Both use the same canvas and tools. The difference is where the board lives and who can see it. This page helps you pick.

What this page helps you do

  • Decide whether your next whiteboard should be standalone or per-game.

  • Understand the access implications of each choice.

  • Move content between the two if you change your mind.


Standalone whiteboards

Open from the sidebar's Whiteboard section.

  • Lives at: the team workspace level.

  • Who sees it: everyone in the team workspace with general access (not per-game restricted).

  • Best for: - Cross-game ideation: exploring a mechanic that might fit several games. - Studio operations: non-game work like roadmap planning, hiring notes, convention prep. - Visual brainstorms that don't yet have a home in a specific game. - Workshops or working sessions with multiple participants.

Standalone boards are also where you'd start things that might graduate to a game later. If a brainstorm yields a real game idea, you can create the game and continue working on a per-game whiteboard.


Per-game whiteboards

Open from the Whiteboard tab on a specific game's page.

  • Lives at: the game level (inside the game's record).

  • Who sees it: people with access to that specific game, including Collaborators with per-game grants.

  • Best for: - Game-specific ideation: sketching this game's economy, this game's card layouts. - Playtest debriefs: capturing what changed in this game's design. - Production planning for one game. - Sharing visual context with a freelancer who's only granted access to one game.

Per-game whiteboards travel with the game, if you transfer the game's data or hand it off internally, the whiteboard goes too.


The access difference matters

The most common reason to pick per-game is access scoping.

If you've granted a freelancer Collaborator access to one game, they can see that game's per-game whiteboard but not your standalone team whiteboards.
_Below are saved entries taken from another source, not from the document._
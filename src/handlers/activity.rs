use actix_web::{web, HttpRequest, HttpResponse};
use serde::Deserialize;
use validator::Validate;
use chrono::NaiveDate;
use log::{debug, info};
use crate::models::activity::{ActivityCategory, ActivityFields};
use crate::errors::AppError;
use crate::store::Store;
use crate::utils::jwt::authenticated_user;
use crate::utils::validation::{parse_date, parse_id, validate_payload};

#[derive(Deserialize, Validate)]
pub struct ActivityRequest {
    #[validate(required(message = "Activity title is required"))]
    #[validate(length(min = 1, max = 255, message = "Activity title must be between 1 and 255 characters"))]
    activity_title: Option<String>,

    #[validate(required(message = "Activity type is required"))]
    activity_type: Option<ActivityCategory>,

    #[validate(required(message = "Duration is required"))]
    #[validate(range(min = 1, message = "Duration must be at least 1 minute"))]
    duration_min: Option<i32>,

    #[validate(required(message = "Date is required"))]
    date: Option<NaiveDate>,
}

impl ActivityRequest {
    fn into_fields(self) -> Result<ActivityFields, AppError> {
        validate_payload(&self)?;
        match (self.activity_title, self.activity_type, self.duration_min, self.date) {
            (Some(title), Some(category), Some(duration_min), Some(date)) => Ok(ActivityFields {
                title,
                category,
                duration_min,
                date,
            }),
            _ => Err(AppError::BadRequest("All fields are required".to_string())),
        }
    }
}

// GET /activities
pub async fn get_activities(
    req: HttpRequest,
    store: web::Data<dyn Store>,
) -> Result<HttpResponse, AppError> {
    let user_id = authenticated_user(&req)?;

    let activities = store.list_activities(user_id).await?;
    if activities.is_empty() {
        return Ok(HttpResponse::NoContent().finish());
    }

    Ok(HttpResponse::Ok().json(activities))
}

// GET /activities/date/:date
pub async fn get_activities_by_date(
    req: HttpRequest,
    store: web::Data<dyn Store>,
    date: web::Path<String>,
) -> Result<HttpResponse, AppError> {
    let user_id = authenticated_user(&req)?;
    let date = parse_date(&date)?;

    let activities = store.list_activities_on(user_id, date).await?;
    debug!("User {} has {} activities on {}", user_id, activities.len(), date);

    Ok(HttpResponse::Ok().json(activities))
}

// GET /activities/:id
pub async fn get_activity(
    req: HttpRequest,
    store: web::Data<dyn Store>,
    activity_id: web::Path<String>,
) -> Result<HttpResponse, AppError> {
    let user_id = authenticated_user(&req)?;
    let activity_id = parse_id(&activity_id, "Activity")?;

    let activity = store
        .get_activity(user_id, activity_id)
        .await?
        .ok_or_else(|| AppError::NotFound("Activity not found".to_string()))?;

    Ok(HttpResponse::Ok().json(activity))
}

// POST /activities
pub async fn create_activity(
    req: HttpRequest,
    store: web::Data<dyn Store>,
    payload: web::Json<ActivityRequest>,
) -> Result<HttpResponse, AppError> {
    let user_id = authenticated_user(&req)?;
    let fields = payload.into_inner().into_fields()?;

    let activity_id = store.insert_activity(user_id, &fields).await?;
    info!("User {} logged activity {} on {}", user_id, activity_id, fields.date);

    Ok(HttpResponse::Created().json(serde_json::json!({
        "message": "Activity created successfully",
        "id": activity_id,
    })))
}

// PUT /activities/:id
pub async fn update_activity(
    req: HttpRequest,
    store: web::Data<dyn Store>,
    activity_id: web::Path<String>,
    payload: web::Json<ActivityRequest>,
) -> Result<HttpResponse, AppError> {
    let user_id = authenticated_user(&req)?;
    let activity_id = parse_id(&activity_id, "Activity")?;
    let fields = payload.into_inner().into_fields()?;

    if !store.update_activity(user_id, activity_id, &fields).await? {
        return Err(AppError::NotFound("Activity not found".to_string()));
    }

    Ok(HttpResponse::Ok().json(serde_json::json!({ "message": "Activity updated successfully" })))
}

// DELETE /activities/:id
pub async fn delete_activity(
    req: HttpRequest,
    store: web::Data<dyn Store>,
    activity_id: web::Path<String>,
) -> Result<HttpResponse, AppError> {
    let user_id = authenticated_user(&req)?;
    let activity_id = parse_id(&activity_id, "Activity")?;

    if !store.delete_activity(user_id, activity_id).await? {
        return Err(AppError::NotFound("Activity not found".to_string()));
    }

    Ok(HttpResponse::Ok().json(serde_json::json!({ "message": "Activity deleted successfully" })))
}
use serde::Serialize;

#[derive(sqlx::FromRow, Debug, Clone)]
pub struct User {
    pub user_id: i64,
    pub username: String,
    pub password: String,
    pub name: String,
}

/// The part of a user that is safe to hand back to clients.
#[derive(Serialize, Debug, Clone, PartialEq)]
pub struct PublicUser {
    pub user_id: i64,
    pub username: String,
    pub name: String,
}

impl From<User> for PublicUser {
    fn from(user: User) -> Self {
        PublicUser {
            user_id: user.user_id,
            username: user.username,
            name: user.name,
        }
    }
}
use async_trait::async_trait;
use chrono::NaiveDate;
use log::info;
use sqlx::mysql::{MySqlConnectOptions, MySqlPool, MySqlPoolOptions, MySqlSslMode};
use crate::config::DatabaseConfig;
use crate::models::{
    activity::{Activity, ActivityFields},
    exercise::{Exercise, ExerciseFields},
    meal::{Meal, MealFields},
    user::User,
};
use super::{Store, StoreError, StoreResult};

// Enumerated columns are plain VARCHARs; rows are read as strings and
// converted so a stray value surfaces as `InvalidRow` instead of a decode panic.

#[derive(sqlx::FromRow)]
struct ActivityRow {
    activity_id: i64,
    user_id: i64,
    activity_title: String,
    activity_type: String,
    duration_min: i32,
    date: NaiveDate,
}

impl TryFrom<ActivityRow> for Activity {
    type Error = StoreError;

    fn try_from(row: ActivityRow) -> Result<Self, Self::Error> {
        Ok(Activity {
            activity_id: row.activity_id,
            user_id: row.user_id,
            title: row.activity_title,
            category: row.activity_type.parse().map_err(StoreError::InvalidRow)?,
            duration_min: row.duration_min,
            date: row.date,
        })
    }
}

#[derive(sqlx::FromRow)]
struct MealRow {
    meal_id: i64,
    user_id: i64,
    #[sqlx(rename = "type")]
    meal_type: String,
    description: String,
    calories: i32,
    date: NaiveDate,
}

impl TryFrom<MealRow> for Meal {
    type Error = StoreError;

    fn try_from(row: MealRow) -> Result<Self, Self::Error> {
        Ok(Meal {
            meal_id: row.meal_id,
            user_id: row.user_id,
            meal_type: row.meal_type.parse().map_err(StoreError::InvalidRow)?,
            description: row.description,
            calories: row.calories,
            date: row.date,
        })
    }
}

#[derive(sqlx::FromRow)]
struct ExerciseRow {
    exercise_id: i64,
    user_id: i64,
    #[sqlx(rename = "type")]
    exercise_type: String,
    duration_min: i32,
    intensity: String,
    date: NaiveDate,
}

impl TryFrom<ExerciseRow> for Exercise {
    type Error = StoreError;

    fn try_from(row: ExerciseRow) -> Result<Self, Self::Error> {
        Ok(Exercise {
            exercise_id: row.exercise_id,
            user_id: row.user_id,
            exercise_type: row.exercise_type,
            duration_min: row.duration_min,
            intensity: row.intensity.parse().map_err(StoreError::InvalidRow)?,
            date: row.date,
        })
    }
}

fn convert_all<R, T>(rows: Vec<R>) -> StoreResult<Vec<T>>
where
    T: TryFrom<R, Error = StoreError>,
{
    rows.into_iter().map(T::try_from).collect()
}

pub struct MySqlStore {
    pool: MySqlPool,
}

impl MySqlStore {
    pub fn new(pool: MySqlPool) -> Self {
        MySqlStore { pool }
    }

    pub async fn connect(config: &DatabaseConfig) -> StoreResult<Self> {
        let mut options = MySqlConnectOptions::new()
            .host(&config.host)
            .port(config.port)
            .username(&config.user)
            .password(&config.password)
            .database(&config.database);

        if config.enable_ssl {
            options = options.ssl_mode(MySqlSslMode::VerifyIdentity);
            if let Some(ca_path) = &config.ca_path {
                options = options.ssl_ca(ca_path);
            }
        }

        let pool = MySqlPoolOptions::new()
            .max_connections(10)
            .connect_with(options)
            .await?;

        info!("Connected to MySQL database at {}:{}", config.host, config.port);
        Ok(MySqlStore::new(pool))
    }

    /// Applies the schema under `migrations/`.
    pub async fn migrate(&self) -> StoreResult<()> {
        sqlx::migrate!("./migrations")
            .run(&self.pool)
            .await
            .map_err(|e| StoreError::Database(e.into()))
    }
}

fn duplicate_or(err: sqlx::Error, what: &str) -> StoreError {
    if let sqlx::Error::Database(db_err) = &err {
        if db_err.is_unique_violation() {
            return StoreError::Duplicate(what.to_string());
        }
    }
    StoreError::Database(err)
}

#[async_trait]
impl Store for MySqlStore {
    async fn create_user(&self, username: &str, password_hash: &str, name: &str) -> StoreResult<i64> {
        let result = sqlx::query("INSERT INTO auth (username, `password`, name) VALUES (?, ?, ?)")
            .bind(username)
            .bind(password_hash)
            .bind(name)
            .execute(&self.pool)
            .await
            .map_err(|e| duplicate_or(e, "Username"))?;

        Ok(result.last_insert_id() as i64)
    }

    async fn find_user_by_username(&self, username: &str) -> StoreResult<Option<User>> {
        let user = sqlx::query_as::<_, User>(
            "SELECT user_id, username, `password`, name FROM auth WHERE username = ?",
        )
        .bind(username)
        .fetch_optional(&self.pool)
        .await?;

        Ok(user)
    }

    async fn list_activities(&self, user_id: i64) -> StoreResult<Vec<Activity>> {
        let rows = sqlx::query_as::<_, ActivityRow>(
            "SELECT * FROM activities WHERE user_id = ? ORDER BY `date` DESC, activity_id DESC",
        )
        .bind(user_id)
        .fetch_all(&self.pool)
        .await?;

        convert_all(rows)
    }

    async fn list_activities_on(&self, user_id: i64, date: NaiveDate) -> StoreResult<Vec<Activity>> {
        let rows = sqlx::query_as::<_, ActivityRow>(
            "SELECT * FROM activities WHERE user_id = ? AND `date` = ? ORDER BY activity_id",
        )
        .bind(user_id)
        .bind(date)
        .fetch_all(&self.pool)
        .await?;

        convert_all(rows)
    }

    async fn get_activity(&self, user_id: i64, activity_id: i64) -> StoreResult<Option<Activity>> {
        sqlx::query_as::<_, ActivityRow>("SELECT * FROM activities WHERE activity_id = ? AND user_id = ?")
            .bind(activity_id)
            .bind(user_id)
            .fetch_optional(&self.pool)
            .await?
            .map(Activity::try_from)
            .transpose()
    }

    async fn insert_activity(&self, user_id: i64, fields: &ActivityFields) -> StoreResult<i64> {
        let result = sqlx::query(
            "INSERT INTO activities (user_id, activity_title, activity_type, duration_min, `date`) VALUES (?, ?, ?, ?, ?)",
        )
        .bind(user_id)
        .bind(&fields.title)
        .bind(fields.category.as_str())
        .bind(fields.duration_min)
        .bind(fields.date)
        .execute(&self.pool)
        .await?;

        Ok(result.last_insert_id() as i64)
    }

    async fn update_activity(&self, user_id: i64, activity_id: i64, fields: &ActivityFields) -> StoreResult<bool> {
        let result = sqlx::query(
            "UPDATE activities SET activity_title = ?, activity_type = ?, duration_min = ?, `date` = ? WHERE activity_id = ? AND user_id = ?",
        )
        .bind(&fields.title)
        .bind(fields.category.as_str())
        .bind(fields.duration_min)
        .bind(fields.date)
        .bind(activity_id)
        .bind(user_id)
        .execute(&self.pool)
        .await?;

        Ok(result.rows_affected() > 0)
    }

    async fn delete_activity(&self, user_id: i64, activity_id: i64) -> StoreResult<bool> {
        let result = sqlx::query("DELETE FROM activities WHERE activity_id = ? AND user_id = ?")
            .bind(activity_id)
            .bind(user_id)
            .execute(&self.pool)
            .await?;

        Ok(result.rows_affected() > 0)
    }

    async fn list_meals(&self, user_id: i64) -> StoreResult<Vec<Meal>> {
        let rows = sqlx::query_as::<_, MealRow>(
            "SELECT * FROM meals WHERE user_id = ? ORDER BY `date` DESC, meal_id DESC",
        )
        .bind(user_id)
        .fetch_all(&self.pool)
        .await?;

        convert_all(rows)
    }

    async fn list_meals_on(&self, user_id: i64, date: NaiveDate) -> StoreResult<Vec<Meal>> {
        let rows = sqlx::query_as::<_, MealRow>(
            "SELECT * FROM meals WHERE user_id = ? AND `date` = ? ORDER BY meal_id",
        )
        .bind(user_id)
        .bind(date)
        .fetch_all(&self.pool)
        .await?;

        convert_all(rows)
    }

    async fn get_meal(&self, user_id: i64, meal_id: i64) -> StoreResult<Option<Meal>> {
        sqlx::query_as::<_, MealRow>("SELECT * FROM meals WHERE meal_id = ? AND user_id = ?")
            .bind(meal_id)
            .bind(user_id)
            .fetch_optional(&self.pool)
            .await?
            .map(Meal::try_from)
            .transpose()
    }

    async fn insert_meal(&self, user_id: i64, fields: &MealFields) -> StoreResult<i64> {
        let result = sqlx::query(
            "INSERT INTO meals (user_id, `type`, description, calories, `date`) VALUES (?, ?, ?, ?, ?)",
        )
        .bind(user_id)
        .bind(fields.meal_type.as_str())
        .bind(&fields.description)
        .bind(fields.calories)
        .bind(fields.date)
        .execute(&self.pool)
        .await?;

        Ok(result.last_insert_id() as i64)
    }

    async fn update_meal(&self, user_id: i64, meal_id: i64, fields: &MealFields) -> StoreResult<bool> {
        let result = sqlx::query(
            "UPDATE meals SET `type` = ?, description = ?, calories = ?, `date` = ? WHERE meal_id = ? AND user_id = ?",
        )
        .bind(fields.meal_type.as_str())
        .bind(&fields.description)
        .bind(fields.calories)
        .bind(fields.date)
        .bind(meal_id)
        .bind(user_id)
        .execute(&self.pool)
        .await?;

        Ok(result.rows_affected() > 0)
    }

    async fn delete_meal(&self, user_id: i64, meal_id: i64) -> StoreResult<bool> {
        let result = sqlx::query("DELETE FROM meals WHERE meal_id = ? AND user_id = ?")
            .bind(meal_id)
            .bind(user_id)
            .execute(&self.pool)
            .await?;

        Ok(result.rows_affected() > 0)
    }

    async fn list_exercises(&self, user_id: i64) -> StoreResult<Vec<Exercise>> {
        let rows = sqlx::query_as::<_, ExerciseRow>(
            "SELECT * FROM exercises WHERE user_id = ? ORDER BY `date` DESC, exercise_id DESC",
        )
        .bind(user_id)
        .fetch_all(&self.pool)
        .await?;

        convert_all(rows)
    }

    async fn list_exercises_on(&self, user_id: i64, date: NaiveDate) -> StoreResult<Vec<Exercise>> {
        let rows = sqlx::query_as::<_, ExerciseRow>(
            "SELECT * FROM exercises WHERE user_id = ? AND `date` = ? ORDER BY exercise_id",
        )
        .bind(user_id)
        .bind(date)
        .fetch_all(&self.pool)
        .await?;

        convert_all(rows)
    }

    async fn get_exercise(&self, user_id: i64, exercise_id: i64) -> StoreResult<Option<Exercise>> {
        sqlx::query_as::<_, ExerciseRow>("SELECT * FROM exercises WHERE exercise_id = ? AND user_id = ?")
            .bind(exercise_id)
            .bind(user_id)
            .fetch_optional(&self.pool)
            .await?
            .map(Exercise::try_from)
            .transpose()
    }

    async fn insert_exercise(&self, user_id: i64, fields: &ExerciseFields) -> StoreResult<i64> {
        let result = sqlx::query(
            "INSERT INTO exercises (user_id, `type`, duration_min, intensity, `date`) VALUES (?, ?, ?, ?, ?)",
        )
        .bind(user_id)
        .bind(&fields.exercise_type)
        .bind(fields.duration_min)
        .bind(fields.intensity.as_str())
        .bind(fields.date)
        .execute(&self.pool)
        .await?;

        Ok(result.last_insert_id() as i64)
    }

    async fn update_exercise(&self, user_id: i64, exercise_id: i64, fields: &ExerciseFields) -> StoreResult<bool> {
        let result = sqlx::query(
            "UPDATE exercises SET `type` = ?, duration_min = ?, intensity = ?, `date` = ? WHERE exercise_id = ? AND user_id = ?",
        )
        .bind(&fields.exercise_type)
        .bind(fields.duration_min)
        .bind(fields.intensity.as_str())
        .bind(fields.date)
        .bind(exercise_id)
        .bind(user_id)
        .execute(&self.pool)
        .await?;

        Ok(result.rows_affected() > 0)
    }

    async fn delete_exercise(&self, user_id: i64, exercise_id: i64) -> StoreResult<bool> {
        let result = sqlx::query("DELETE FROM exercises WHERE exercise_id = ? AND user_id = ?")
            .bind(exercise_id)
            .bind(user_id)
            .execute(&self.pool)
            .await?;

        Ok(result.rows_affected() > 0)
    }
}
You can sketch with them on this game's canvas without them seeing what's brewing on other games.

The reverse is also true, a Member or Admin sees everything anyway, so the access difference doesn't matter for them.

For more on access, see Sharing access on a game and Set yourself up for success: collaborator permissions.
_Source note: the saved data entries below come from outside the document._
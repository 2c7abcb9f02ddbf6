//! Persistence boundary for users and their daily records.
//!
//! Handlers only ever talk to `dyn Store`. Which backend sits behind it is
//! decided once at startup from `STORE_BACKEND`.

pub mod memory;
pub mod mysql;

use async_trait::async_trait;
use chrono::NaiveDate;
use crate::models::{
    activity::{Activity, ActivityFields},
    daily_log::DailyLog,
    exercise::{Exercise, ExerciseFields},
    meal::{Meal, MealFields},
    user::User,
};

pub use memory::MemoryStore;
pub use mysql::MySqlStore;

#[derive(Debug, thiserror::Error)]
pub enum StoreError {
    #[error("{0} already exists")]
    Duplicate(String),
    #[error("Database error: {0}")]
    Database(#[from] sqlx::Error),
    #[error("Invalid row: {0}")]
    InvalidRow(String),
}

pub type StoreResult<T> = Result<T, StoreError>;

/// Every record operation is scoped to the owning `user_id`; rows of other
/// users behave as if they did not exist.
#[async_trait]
pub trait Store: Send + Sync {
    // --- Users ---
    async fn create_user(&self, username: &str, password_hash: &str, name: &str) -> StoreResult<i64>;
    async fn find_user_by_username(&self, username: &str) -> StoreResult<Option<User>>;

    // --- Activities ---
    async fn list_activities(&self, user_id: i64) -> StoreResult<Vec<Activity>>;
    async fn list_activities_on(&self, user_id: i64, date: NaiveDate) -> StoreResult<Vec<Activity>>;
    async fn get_activity(&self, user_id: i64, activity_id: i64) -> StoreResult<Option<Activity>>;
    async fn insert_activity(&self, user_id: i64, fields: &ActivityFields) -> StoreResult<i64>;
    async fn update_activity(&self, user_id: i64, activity_id: i64, fields: &ActivityFields) -> StoreResult<bool>;
    async fn delete_activity(&self, user_id: i64, activity_id: i64) -> StoreResult<bool>;

    // --- Meals ---
    async fn list_meals(&self, user_id: i64) -> StoreResult<Vec<Meal>>;
    async fn list_meals_on(&self, user_id: i64, date: NaiveDate) -> StoreResult<Vec<Meal>>;
    async fn get_meal(&self, user_id: i64, meal_id: i64) -> StoreResult<Option<Meal>>;
    async fn insert_meal(&self, user_id: i64, fields: &MealFields) -> StoreResult<i64>;
    async fn update_meal(&self, user_id: i64, meal_id: i64, fields: &MealFields) -> StoreResult<bool>;
    async fn delete_meal(&self, user_id: i64, meal_id: i64) -> StoreResult<bool>;

    // --- Exercises ---
    async fn list_exercises(&self, user_id: i64) -> StoreResult<Vec<Exercise>>;
    async fn list_exercises_on(&self, user_id: i64, date: NaiveDate) -> StoreResult<Vec<Exercise>>;
    async fn get_exercise(&self, user_id: i64, exercise_id: i64) -> StoreResult<Option<Exercise>>;
    async fn insert_exercise(&self, user_id: i64, fields: &ExerciseFields) -> StoreResult<i64>;
    async fn update_exercise(&self, user_id: i64, exercise_id: i64, fields: &ExerciseFields) -> StoreResult<bool>;
    async fn delete_exercise(&self, user_id: i64, exercise_id: i64) -> StoreResult<bool>;

    /// All records of one user on one date.
    ///
    /// The three lists are read one after another, so a write racing with
    /// this call may or may not show up in the result.
    async fn fetch_day(&self, user_id: i64, date: NaiveDate) -> StoreResult<DailyLog> {
        Ok(DailyLog {
            activities: self.list_activities_on(user_id, date).await?,
            meals: self.list_meals_on(user_id, date).await?,
            exercises: self.list_exercises_on(user_id, date).await?,
        })
    }
}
Moving content between them

If you started something on a standalone board that turned out to be about one specific game, you can move it:

  1. Open the standalone whiteboard.

  2. Select the relevant items (or a frame containing them).

  3. Cut (Cmd/Ctrl + X).

  4. Open the per-game whiteboard for that game.

  5. Paste (Cmd/Ctrl + V).

The content lands on the per-game canvas; the standalone board no longer holds it.

You can move the other direction the same way.


Patterns that work

A few real-world setups:

  • Studio scratch board (standalone), running list of ideas across the studio. Items graduate to per-game whiteboards when they become real projects.

  • One per-game whiteboard per active game: design notes, mockups, playtest debriefs all live on the same canvas for that game.

  • Convention prep (standalone), booth layout, schedule, demo assignments, the works.

  • Multi-game licensing pitch (standalone), when you're pitching a bundle, the standalone board holds the meta-narrative; per-game boards hold the per-title detail.

You don't have to pick one model. Most studios use both kinds based on what each piece of work needs.


Tips & common questions

Can I link from a standalone whiteboard to a game? Add a text label with the game name and a link to the game page. There's no automatic association, that's what per-game whiteboards are for.

A per-game whiteboard's content is too sensitive, can I make it private to me? Per-game whiteboards inherit the game's access list. If you want a board nobody else on the team can see, use a standalone whiteboard with locked- down access, though even there, every team member sees it. For truly private notes, use the game's Notes section instead.

Why doesn't a freelancer Collaborator see my standalone whiteboards? By design, Collaborators are scoped to specific games. Standalone whiteboards aren't on any game, so Collaborators don't see them. To share one specifically, use a read-only link (see Sharing and exporting).

Can a per-game whiteboard be shared publicly via a read-only link? Yes, read-only links work the same way regardless of which kind of whiteboard the board is. See Sharing and exporting.